B. Data Pre-processing
While pre-processing the data, we converted the date of journey, departure time and the arrival time from string datatype to date-time object and extracted the numeric values from them; the month-date numeric value from the date of journey attribute and hour-minute numeric value from the departure time and arrival time attributes respectively. Later, we have implemented the ‘One hot encoding’ method for the nominal categorical data and the label encoding method for ordinal categorical data present in both the training as well as the testing dataset. ‘One hot encoding’ is a process of converting the categorical data variables into numerical values thus making it suitable to use while implementing machine learning algorithms. One hot encoding method was applied to nominal categorical data attributes such as the ‘source’, the ‘destination’ and the ‘airline company’ chosen by the user.
‘Label encoding’ helps us convert the labels into numeric values in order to make the dataset suitable for use. Label encoding method was applied to the nominal categorical data attributes such as the ‘total number of halts in the journey’. The columns were re - arranged at the last step.
C. Data Cleaning
The null values present in the training dataset where removed. A few columns which were of no use for the feature selection process were deleted from the dataset. The columns of attributes having the categorical data were dropped from the dataset after the new columns containing the numerical values extracted from the pre-processed data were stored for the prediction. Thus, the training dataset suitable for use was obtained and it had the following attribute columns.
Table I
Description of the Attributes
Data Attribute |
Description |
Total Stops |
The number of halts in the journey |
Journey Day |
The numerical value of ‘day’ selected from the calendar |
Journey Month |
The numerical value of ‘month’ selected from calendar |
Dep_hour |
The numerical value of ‘hour’ in departure time |
Dep_Min |
The numerical value of ‘minutes’ in departure time |
Arrival_hour |
The numerical value of ‘hour’ in arrival time |
Arrival_Min |
The numerical value of ‘minutes’ in arrival time |
Duration_Hour |
The numerical value of ‘hours’ in duration time |
Duration_Min |
The numerical value of the minutes in duration time |
Airline Company (One hot encoding applied) |
Display ‘1’ for the chosen Airline company and display ‘0’ for the rest |
Source (One hot encoding applied) |
Display ‘1’ for the chosen Source and display ‘0’ for the rest |
Destination (one hot encoding applied) |
Display ‘1’ for the chosen Destination and display ‘0’ for the rest |
???????D. Generating the Model
The model has been generated using the Random Forest Regression.

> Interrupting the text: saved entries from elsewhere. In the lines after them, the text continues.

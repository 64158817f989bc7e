//! Human-readable rate and percentage formatting helpers.

/// Format a rate in Mbps (e.g., "12.5 Mbps", "1.20 Gbps").
pub fn fmt_mbps(mbps: f64) -> String {
    if mbps >= 1000.0 {
        format!("{:.2} Gbps", mbps / 1000.0)
    } else if mbps >= 10.0 {
        format!("{mbps:.1} Mbps")
    } else {
        format!("{mbps:.2} Mbps")
    }
}

/// Compact rate for chart Y-axis labels: "50M", "1.2G".
pub fn fmt_mbps_axis(mbps: f64) -> String {
    if mbps >= 1000.0 {
        format!("{:.1}G", mbps / 1000.0)
    } else if mbps >= 10.0 {
        format!("{mbps:.0}M")
    } else {
        format!("{mbps:.1}M")
    }
}

/// Format an interface rate reported in KB/s (e.g., "850 KB/s", "2.4 MB/s").
pub fn fmt_kbps(kbps: f64) -> String {
    if kbps >= 1000.0 {
        format!("{:.1} MB/s", kbps / 1000.0)
    } else {
        format!("{kbps:.0} KB/s")
    }
}

/// Usage percentage label; the raw value is printed even above 100%.
pub fn fmt_percent(percent: f64) -> String {
    format!("{percent:.0}%")
}

/// Render a percentage bar split into filled and empty portions.
///
/// Returns `(filled, empty)` strings of `█` and `░` characters that
/// together span `width` character positions. The fill is clamped to
/// [0, 100] even when the raw percentage overshoots; callers print
/// the raw label next to the bar.
#[allow(
    clippy::cast_possible_truncation,
    clippy::cast_sign_loss,
    clippy::as_conversions
)]
pub fn fmt_pct_bar(pct: f64, width: u16) -> (String, String) {
    let clamped = pct.clamp(0.0, 100.0);
    let filled_count = ((clamped / 100.0) * f64::from(width)).round() as u16;
    let empty_count = width.saturating_sub(filled_count);
    (
        "█".repeat(usize::from(filled_count)),
        "░".repeat(usize::from(empty_count)),
    )
}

???????E. Presenting the Final Prediction
The user input fields will be provided on a webpage developed using the flask framework. The webpage body was built using HTML5 and the same was styled using CSS3. After the user fills all the required input fields and submits the form, the data will be sent to the generate random forest regression model and the predicted value of the ticket price will be displayed.
V. IMPLEMENTATION
A. Model
Random Forest Regression: Random Forest Regression is a supervised learning algorithm that combines predictions from multiple machine learning algorithms to make a more accurate prediction than a single model. It operates by building decision trees during training time and outputting the mean of the classes as the prediction of all the trees.[8]
B. UI Development
In this project, Flask framework has been used for the UI development. The main web page of the project takes the required inputs from the user in order to predict the price for the flight. The user inputs required are Departure date and Departure Time, Arrival time of the flight, Source and Destination of the journey, the number of halts during the whole journey and most importantly the airline company which we choose to travel with. After inputting all the fields, the user will click the Submit” button and then the form is submitted. Model enters the scenario at the backend after the submission of the form. The inputs take the help of the historical data and are analysed through supervised machine learning techniques resulting in the prediction of the ticket price. The routing of the pages is done based on the URLs. When the browser finds the ‘/’ in the URL it redirects the user to the home page. After the submission of the form, the user is redirected to the '/result' URL i.e., to the result page where we can see the final result i.e., the prediction of the ticket price. The webpage body was built using HTML5 and the same was styled using CSS3.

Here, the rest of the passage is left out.